- **Task objective**
Please count the lines of the data that contain "Copy" and state only the total.

- **Input data**
--- START ---

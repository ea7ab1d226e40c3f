//! Restoring binary long division of unsigned magnitudes, with the
//! quotient converted to a rounded decimal string.
//!
//! There are two modes.  [`divide_magnitudes`] is the
//! "fractional-preview" division: it always divides the smaller of
//! its operands by the larger, so the quotient is a proper fraction
//! (or exactly 1).  It does not compute `dividend ÷ divisor` when the
//! dividend is the larger operand.  [`divide_magnitudes_exact`]
//! always computes `dividend ÷ divisor`.

use std::cmp::Ordering;

use super::bitvector::BitVector;
use super::error::Error;
use super::primitives::{add, compare, same_width, subtract};


/// The largest number of decimal places a quotient may have.
pub const MAX_PRECISION: usize = 1024;

/// Selects which quotient a division computes.
#[derive(Clone, Copy, Debug, PartialEq, Eq, Hash)]
pub enum DivisionMode {
    /// `min(a, b) ÷ max(a, b)`.
    FractionalPreview,
    /// `a ÷ b`.
    Exact,
}

/// Divides the smaller magnitude by the larger, giving a decimal
/// string rounded to `precision` digits after the point (for example
/// `"0.43478"` for 10 and 23, in either order).
///
/// Fails with [`Error::DivideByZero`] if `divisor` is zero, even
/// though the operands might be swapped.
pub fn divide_magnitudes(
    dividend: &BitVector,
    divisor: &BitVector,
    precision: usize,
) -> Result<String, Error> {
    divide_with_mode(dividend, divisor, precision, DivisionMode::FractionalPreview)
}

/// Divides `dividend` by `divisor`, giving a decimal string rounded to
/// `precision` digits after the point (for example `"2.30000"` for 23
/// and 10).
pub fn divide_magnitudes_exact(
    dividend: &BitVector,
    divisor: &BitVector,
    precision: usize,
) -> Result<String, Error> {
    divide_with_mode(dividend, divisor, precision, DivisionMode::Exact)
}

/// Divides in the given mode.  Fails with
/// [`Error::PrecisionTooLarge`] if `precision` exceeds
/// [`MAX_PRECISION`].
pub(crate) fn divide_with_mode(
    dividend: &BitVector,
    divisor: &BitVector,
    precision: usize,
    mode: DivisionMode,
) -> Result<String, Error> {
    same_width(dividend, divisor)?;
    if precision > MAX_PRECISION {
        return Err(Error::PrecisionTooLarge(precision));
    }
    if divisor.is_zero() {
        return Err(Error::DivideByZero);
    }
    let (numerator, denominator) = match mode {
        DivisionMode::FractionalPreview if compare(dividend, divisor)? == Ordering::Greater => {
            (divisor, dividend)
        }
        _ => (dividend, divisor),
    };
    // Four binary digits per decimal digit (plus four more) is more
    // than log2(10) per digit, so the binary fraction is at least as
    // precise as the decimal one we print.
    let fraction_bits = precision * 4 + 4;
    let quotient = restoring_divide(numerator, denominator, fraction_bits)?;
    format_decimal(&quotient, precision)
}

/// A quotient as computed by [`restoring_divide`].
struct Quotient {
    /// As wide as the numerator.
    integer: BitVector,
    fraction: BitVector,
    /// Set when the final remainder is zero, so `fraction` is the
    /// whole fractional quotient rather than a truncation of it.
    exact: bool,
}

/// Restoring division, producing the integer quotient and the first
/// `fraction_bits` digits of the fractional quotient.
fn restoring_divide(
    numerator: &BitVector,
    denominator: &BitVector,
    fraction_bits: usize,
) -> Result<Quotient, Error> {
    // The partial remainder is always less than the denominator, so
    // after shifting in one more digit it needs at most one more bit.
    let register_width = denominator.width() + 1;
    let divisor = denominator.zero_extend(register_width);
    let mut remainder = BitVector::zero(register_width)?;

    let mut step = |incoming: bool| -> Result<bool, Error> {
        remainder = remainder.shift_in_low(incoming);
        if compare(&remainder, &divisor)? == Ordering::Less {
            Ok(false)
        } else {
            remainder = subtract(&remainder, &divisor)?;
            Ok(true)
        }
    };

    let integer = numerator
        .iter()
        .map(&mut step)
        .collect::<Result<Vec<bool>, Error>>()?;
    let fraction = (0..fraction_bits)
        .map(|_| step(false))
        .collect::<Result<Vec<bool>, Error>>()?;
    Ok(Quotient {
        integer: BitVector::from_bits(integer),
        fraction: BitVector::from_bits(fraction),
        exact: remainder.is_zero(),
    })
}

/// Converts a quotient to decimal, rounding to `precision` decimal
/// digits.  Ties go to the even digit.
fn format_decimal(quotient: &Quotient, precision: usize) -> Result<String, Error> {
    let mut integer_value = quotient.integer.to_unsigned()?;
    let mut digits: Vec<u8> = Vec::with_capacity(precision);
    let mut rest = quotient.fraction.clone();
    for _ in 0..precision {
        let (digit, remaining) = times_ten(&rest)?;
        digits.push(digit);
        rest = remaining;
    }

    // What is left is below one unit in the last decimal place.  It
    // is exactly half a unit only if its leading digit is the only
    // one set and nothing was truncated.
    let last_digit_odd = match digits.last() {
        Some(digit) => digit % 2 == 1,
        None => integer_value % 2 == 1,
    };
    let tie = quotient.exact && rest.shift_left(1).is_zero();
    if rest.sign_bit() && (!tie || last_digit_odd) {
        let mut carry = true;
        for digit in digits.iter_mut().rev() {
            if *digit == 9 {
                *digit = 0;
            } else {
                *digit += 1;
                carry = false;
                break;
            }
        }
        if carry {
            integer_value = integer_value
                .checked_add(1)
                .ok_or(Error::TooWide(128))?;
        }
    }

    if precision == 0 {
        Ok(integer_value.to_string())
    } else {
        let fraction_digits: String = digits.iter().map(|d| char::from(b'0' + d)).collect();
        Ok(format!("{integer_value}.{fraction_digits}"))
    }
}

/// Multiplies a binary fraction by ten, returning the decimal digit
/// which moves in front of the point and the remaining fraction.
/// Ten times `f` is `8f + 2f`, and four extra high-order digits hold
/// anything up to 9.
fn times_ten(fraction: &BitVector) -> Result<(u8, BitVector), Error> {
    let width = fraction.width();
    let wide = fraction.zero_extend(width + 4);
    let (product, _) = add(&wide.shift_left(3), &wide.shift_left(1))?;
    let digit = product.bits[..4]
        .iter()
        .fold(0_u8, |acc, bit| (acc << 1) | u8::from(*bit));
    Ok((digit, BitVector::from_bits(product.bits[4..].to_vec())))
}
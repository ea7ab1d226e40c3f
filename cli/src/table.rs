//! Runs an operation in each of the requested encodings and collects
//! the outcomes into tables for rendering.
//!
//! A failure in one encoding (for example an operand which is outside
//! the range of the ones' complement code but inside the range of the
//! two's complement code) is recorded in that encoding's row and does
//! not prevent the other rows from being computed.

use std::fmt::{self, Display, Formatter};

use serde::Serialize;
use tracing::{event, Level};

use arith::prelude::*;


/// Widths and precision which apply to every operation.
#[derive(Clone, Copy, Debug, PartialEq, Eq)]
pub struct Settings {
    pub width: usize,
    pub product_width: usize,
    pub precision: usize,
    pub mantissa_width: usize,
    pub exponent_width: usize,
}

impl Default for Settings {
    fn default() -> Settings {
        Settings {
            width: 8,
            product_width: 16,
            precision: 5,
            mantissa_width: REFERENCE_MANTISSA_WIDTH,
            exponent_width: REFERENCE_EXPONENT_WIDTH,
        }
    }
}

#[derive(Clone, Copy, Debug, PartialEq, Eq, Serialize)]
#[serde(rename_all = "kebab-case")]
pub enum Operation {
    Add,
    Subtract,
    Multiply,
    /// Fractional-preview division.
    Divide,
    DivideExact,
}

impl Operation {
    pub fn symbol(&self) -> char {
        match self {
            Operation::Add => '+',
            Operation::Subtract => '-',
            Operation::Multiply => '×',
            Operation::Divide | Operation::DivideExact => '÷',
        }
    }
}

/// What one encoding made of an operation.
#[derive(Clone, Debug, PartialEq, Serialize)]
#[serde(rename_all = "kebab-case", tag = "kind")]
pub enum Outcome {
    Codeword {
        bits: BitVector,
        value: i64,
        overflow: bool,
    },
    Quotient {
        value: String,
    },
    Failed {
        error: String,
    },
}

impl From<Error> for Outcome {
    fn from(e: Error) -> Outcome {
        Outcome::Failed {
            error: e.to_string(),
        }
    }
}

impl Display for Outcome {
    fn fmt(&self, f: &mut Formatter<'_>) -> Result<(), fmt::Error> {
        match self {
            Outcome::Codeword {
                bits,
                value,
                overflow,
            } => {
                write!(f, "{bits} ({value})")?;
                if *overflow {
                    f.write_str(" overflow")?;
                }
                Ok(())
            }
            Outcome::Quotient { value } => f.write_str(value),
            Outcome::Failed { error } => write!(f, "error: {error}"),
        }
    }
}

#[derive(Clone, Debug, PartialEq, Serialize)]
pub struct IntegerRow {
    pub encoding: Encoding,
    /// The codewords of the operands, where they could be encoded.
    pub a: Option<BitVector>,
    pub b: Option<BitVector>,
    pub outcome: Outcome,
}

#[derive(Clone, Debug, PartialEq, Serialize)]
pub struct IntegerTable {
    pub operation: Operation,
    pub a: i64,
    pub b: i64,
    pub rows: Vec<IntegerRow>,
}

fn codeword(encoding: Encoding, bits: BitVector, overflow: bool) -> Result<Outcome, Error> {
    let value = encoding.decode(&bits)?;
    Ok(Outcome::Codeword {
        bits,
        value,
        overflow,
    })
}

fn evaluate(
    operation: Operation,
    encoding: Encoding,
    a: &BitVector,
    b: &BitVector,
    settings: &Settings,
) -> Result<Outcome, Error> {
    match operation {
        Operation::Add => {
            let sum = encoding.add(a, b)?;
            codeword(encoding, sum.bits, sum.overflow)
        }
        Operation::Subtract => {
            let difference = encoding.subtract(a, b)?;
            codeword(encoding, difference.bits, difference.overflow)
        }
        Operation::Multiply => {
            let product = encoding.multiply(a, b, settings.product_width)?;
            codeword(encoding, product, false)
        }
        Operation::Divide => Ok(Outcome::Quotient {
            value: encoding.divide(a, b, settings.precision)?,
        }),
        Operation::DivideExact => Ok(Outcome::Quotient {
            value: encoding.divide_exact(a, b, settings.precision)?,
        }),
    }
}

fn integer_row(
    operation: Operation,
    encoding: Encoding,
    a: i64,
    b: i64,
    settings: &Settings,
) -> IntegerRow {
    let a_bits = encoding.encode(a, settings.width);
    let b_bits = encoding.encode(b, settings.width);
    let outcome = match (&a_bits, &b_bits) {
        (Ok(x), Ok(y)) => {
            evaluate(operation, encoding, x, y, settings).unwrap_or_else(Outcome::from)
        }
        (Err(e), _) | (_, Err(e)) => Outcome::from(*e),
    };
    if let Outcome::Failed { error } = &outcome {
        event!(
            Level::DEBUG,
            "{:?} of {} and {} in {}: {}",
            operation,
            a,
            b,
            encoding,
            error
        );
    }
    IntegerRow {
        encoding,
        a: a_bits.ok(),
        b: b_bits.ok(),
        outcome,
    }
}

/// Performs `a <operation> b` in each of `encodings`.
pub fn integer_table(
    operation: Operation,
    a: i64,
    b: i64,
    encodings: &[Encoding],
    settings: &Settings,
) -> IntegerTable {
    IntegerTable {
        operation,
        a,
        b,
        rows: encodings
            .iter()
            .map(|encoding| integer_row(operation, *encoding, a, b, settings))
            .collect(),
    }
}

#[derive(Clone, Debug, PartialEq, Serialize)]
#[serde(rename_all = "kebab-case", tag = "kind")]
pub enum FloatOutcome {
    Sum(FloatSum),
    Failed { error: String },
}

impl From<Error> for FloatOutcome {
    fn from(e: Error) -> FloatOutcome {
        FloatOutcome::Failed {
            error: e.to_string(),
        }
    }
}

#[derive(Clone, Debug, PartialEq, Serialize)]
pub struct FloatRow {
    pub encoding: Encoding,
    pub a: Option<FloatTriple>,
    pub b: Option<FloatTriple>,
    pub outcome: FloatOutcome,
}

#[derive(Clone, Debug, PartialEq, Serialize)]
pub struct FloatTable {
    pub negative_first: bool,
    pub negative_second: bool,
    pub rows: Vec<FloatRow>,
}

/// Widens a mantissa by appending zeros on the right, or narrows it
/// by dropping its rightmost digits.  Either way the leading digits,
/// and so the fraction's value up to truncation, are kept.
fn fit_mantissa(mantissa: &BitVector, width: usize) -> Result<BitVector, Error> {
    let from = mantissa.width();
    if width >= from {
        Ok(mantissa.resize(width)?.shift_left(width - from))
    } else {
        mantissa.shift_right(from - width).resize(width)
    }
}

/// Re-encodes the exponent of a triple for a field of `width` digits.
fn fit_exponent(
    exponent: &BitVector,
    encoding: Encoding,
    width: usize,
) -> Result<BitVector, Error> {
    encoding.encode(encoding.decode(exponent)?, width)
}

fn fit_triple(
    triple: &FloatTriple,
    encoding: Encoding,
    settings: &Settings,
) -> Result<FloatTriple, Error> {
    Ok(FloatTriple::new(
        triple.sign,
        fit_exponent(&triple.exponent, encoding, settings.exponent_width)?,
        fit_mantissa(&triple.mantissa, settings.mantissa_width)?,
    ))
}

fn float_row(
    encoding: Encoding,
    negative_first: bool,
    negative_second: bool,
    settings: &Settings,
) -> FloatRow {
    let (a, b) = reference_operands(negative_first, negative_second);
    let a = fit_triple(&a, encoding, settings);
    let b = fit_triple(&b, encoding, settings);
    let outcome = match (&a, &b) {
        (Ok(x), Ok(y)) => float_add(
            x,
            y,
            encoding,
            settings.mantissa_width,
            settings.exponent_width,
        )
        .map(FloatOutcome::Sum)
        .unwrap_or_else(FloatOutcome::from),
        (Err(e), _) | (_, Err(e)) => FloatOutcome::from(*e),
    };
    if let FloatOutcome::Failed { error } = &outcome {
        event!(Level::DEBUG, "floating-point addition in {}: {}", encoding, error);
    }
    FloatRow {
        encoding,
        a: a.ok(),
        b: b.ok(),
        outcome,
    }
}

/// Adds ±10 and ±23 with the exponent stored in each of `encodings`.
pub fn float_table(
    negative_first: bool,
    negative_second: bool,
    encodings: &[Encoding],
    settings: &Settings,
) -> FloatTable {
    FloatTable {
        negative_first,
        negative_second,
        rows: encodings
            .iter()
            .map(|encoding| float_row(*encoding, negative_first, negative_second, settings))
            .collect(),
    }
}

/// The full set of laboratory results.
#[derive(Clone, Debug, PartialEq, Serialize)]
pub struct Report {
    pub integers: Vec<IntegerTable>,
    pub floats: Vec<FloatTable>,
}

const REPORT_OPERANDS: (i64, i64) = (10, 23);

const SIGN_PERMUTATIONS: [(bool, bool); 4] =
    [(false, false), (false, true), (true, false), (true, true)];

fn with_sign(negative: bool, n: i64) -> i64 {
    if negative {
        -n
    } else {
        n
    }
}

/// Adds, multiplies and divides every sign permutation of 10 and 23,
/// then does the four floating-point additions.
pub fn report(encodings: &[Encoding], settings: &Settings) -> Report {
    let (a, b) = REPORT_OPERANDS;
    let mut integers = Vec::new();
    for operation in [Operation::Add, Operation::Multiply, Operation::Divide] {
        for (negative_first, negative_second) in SIGN_PERMUTATIONS {
            integers.push(integer_table(
                operation,
                with_sign(negative_first, a),
                with_sign(negative_second, b),
                encodings,
                settings,
            ));
        }
    }
    let floats = SIGN_PERMUTATIONS
        .iter()
        .map(|(negative_first, negative_second)| {
            float_table(*negative_first, *negative_second, encodings, settings)
        })
        .collect();
    Report { integers, floats }
}
//! The `arith` crate does integer and floating-point arithmetic
//! directly on fixed-width binary codewords, the way a hardware adder
//! would, in three sign encodings:
//!
//! - direct code (sign-magnitude),
//! - inverse code (ones' complement), and
//! - additional code (two's complement).
//!
//! The building blocks are unsigned operations on [`BitVector`]s (in
//! [`primitives`] and [`division`]).  The [`encoding`] module layers
//! each encoding's sign and carry rules on top of them, and [`float`]
//! adds numbers made of a sign, an exponent (stored in one of the
//! encodings) and a mantissa.
//!
//! Everything here is a pure function of its arguments.

mod bitvector;
mod error;

pub mod division;
pub mod encoding;
pub mod float;
pub mod prelude;
pub mod primitives;

pub use crate::bitvector::BitVector;
pub use crate::error::Error;

/// Writes a [`BitVector`] literal.
///
/// # Panics
///
/// Panics if the argument is empty or contains anything other than
/// `0` and `1` digits.
#[macro_export]
macro_rules! bits {
    ($digits:expr) => {
        $digits
            .parse::<$crate::BitVector>()
            .expect("bits! literal should contain only binary digits")
    };
}

#[test]
fn test_bits_macro() {
    let v: BitVector = bits!("0101");
    assert_eq!(v.width(), 4);
    assert_eq!(v.to_unsigned(), Ok(5));
    assert_eq!(v, BitVector::from_unsigned(5, 4).unwrap());
}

--- END ---

- **Written answer**
3